WORK INSTRUCTIONS:
Count every line in the data below that includes "tracing", and give only the result.

MATERIAL FOR THIS EXERCISE:

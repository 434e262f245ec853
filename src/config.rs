//! Configuration file parser for ~/.config/feedmill/config.toml.
//!
//! The config file is optional; a missing file yields `Config::default()`.
//! Unknown keys are ignored by serde, but logged as warnings since they are
//! most likely typos.
use serde::Deserialize;
use std::path::Path;
use thiserror::Error;

use crate::search::DEFAULT_SEARCH_ENDPOINT;
use crate::transport::DEFAULT_MAX_BODY_BYTES;

/// Environment variable that overrides `search_api_key`.
pub const SEARCH_API_KEY_ENV: &str = "FEEDMILL_SEARCH_API_KEY";

// ============================================================================
// Error Types
// ============================================================================

#[derive(Debug, Error)]
pub enum ConfigError {
    #[error("Failed to read config file: {0}")]
    Io(#[from] std::io::Error),

    #[error("Invalid TOML in config file: {0}")]
    Parse(#[from] toml::de::Error),

    #[error("Config file too large: {0}")]
    TooLarge(String),
}

// ============================================================================
// Configuration Structs
// ============================================================================

/// Top-level client configuration.
///
/// All fields use `#[serde(default)]` so any subset of keys can be specified.
/// The Debug impl masks `search_api_key`.
#[derive(Clone, Deserialize)]
#[serde(default)]
pub struct Config {
    /// Per-request timeout in seconds, applied by the transport.
    pub timeout_secs: u64,

    /// User-Agent header sent with every request.
    pub user_agent: String,

    /// Largest accepted response body in bytes.
    pub max_feed_bytes: usize,

    /// Base URL of the feed search index.
    pub search_endpoint: String,

    /// API key for the search index (alternative to FEEDMILL_SEARCH_API_KEY).
    /// Env var takes precedence over config file.
    pub search_api_key: Option<String>,

    /// Keep the cached article list when a refresh yields the same first article.
    pub suppress_unchanged_articles: bool,
}

impl Default for Config {
    fn default() -> Self {
        Self {
            timeout_secs: 30,
            user_agent: concat!("feedmill/", env!("CARGO_PKG_VERSION")).to_string(),
            max_feed_bytes: DEFAULT_MAX_BODY_BYTES,
            search_endpoint: DEFAULT_SEARCH_ENDPOINT.to_string(),
            search_api_key: None,
            suppress_unchanged_articles: true,
        }
    }
}

impl std::fmt::Debug for Config {
    fn fmt(&self, f: &mut std::fmt::Formatter<'_>) -> std::fmt::Result {
        f.debug_struct("Config")
            .field("timeout_secs", &self.timeout_secs)
            .field("user_agent", &self.user_agent)
            .field("max_feed_bytes", &self.max_feed_bytes)
            .field("search_endpoint", &self.search_endpoint)
            .field(
                "search_api_key",
                &self.search_api_key.as_ref().map(|_| "[REDACTED]"),
            )
            .field(
                "suppress_unchanged_articles",
                &self.suppress_unchanged_articles,
            )
            .finish()
    }
}

impl Config {
    /// Maximum config file size (1 MB).
    const MAX_FILE_SIZE: u64 = 1_048_576;

    const KNOWN_KEYS: [&'static str; 6] = [
        "timeout_secs",
        "user_agent",
        "max_feed_bytes",
        "search_endpoint",
        "search_api_key",
        "suppress_unchanged_articles",
    ];

    /// Load configuration from a TOML file.
    ///
    /// - Missing file → `Ok(Config::default())`
    /// - Empty file → `Ok(Config::default())`
    /// - Invalid TOML → `Err(ConfigError::Parse)` with line number info
    /// - Unknown keys → accepted, logged as warning
    pub fn load(path: &Path) -> Result<Self, ConfigError> {
        match std::fs::metadata(path) {
            Ok(meta) if meta.len() > Self::MAX_FILE_SIZE => {
                return Err(ConfigError::TooLarge(format!(
                    "Config file is {} bytes (max {} bytes)",
                    meta.len(),
                    Self::MAX_FILE_SIZE
                )));
            }
            Err(e) if e.kind() == std::io::ErrorKind::NotFound => {
                tracing::debug!(path = %path.display(), "No config file found, using defaults");
                return Ok(Self::default());
            }
            Err(e) => return Err(ConfigError::Io(e)),
            Ok(_) => {}
        }

        let content = match std::fs::read_to_string(path) {
            Ok(c) => c,
            Err(e) if e.kind() == std::io::ErrorKind::NotFound => {
                // File deleted between metadata and read
                tracing::debug!(path = %path.display(), "Config file disappeared, using defaults");
                return Ok(Self::default());
            }
            Err(e) => return Err(ConfigError::Io(e)),
        };

        Self::from_toml(&content)
    }

    /// Parse configuration from TOML text.
    pub fn from_toml(content: &str) -> Result<Self, ConfigError> {
        if content.trim().is_empty() {
            tracing::debug!("Config file is empty, using defaults");
            return Ok(Self::default());
        }

        if let Ok(raw) = content.parse::<toml::Table>() {
            for key in raw.keys() {
                if !Self::KNOWN_KEYS.contains(&key.as_str()) {
                    tracing::warn!(key = %key, "Unknown key in config file, ignoring");
                }
            }
        }

        let config: Config = toml::from_str(content)?;
        tracing::info!(
            timeout_secs = config.timeout_secs,
            search_endpoint = %config.search_endpoint,
            "Loaded configuration"
        );
        Ok(config)
    }

    /// The search API key, preferring the environment over the file.
    pub fn resolved_search_api_key(&self) -> Option<String> {
        std::env::var(SEARCH_API_KEY_ENV)
            .ok()
            .filter(|key| !key.trim().is_empty())
            .or_else(|| self.search_api_key.clone())
    }
}

// ============================================================================
// Tests
// ============================================================================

TASK ANSWER:
5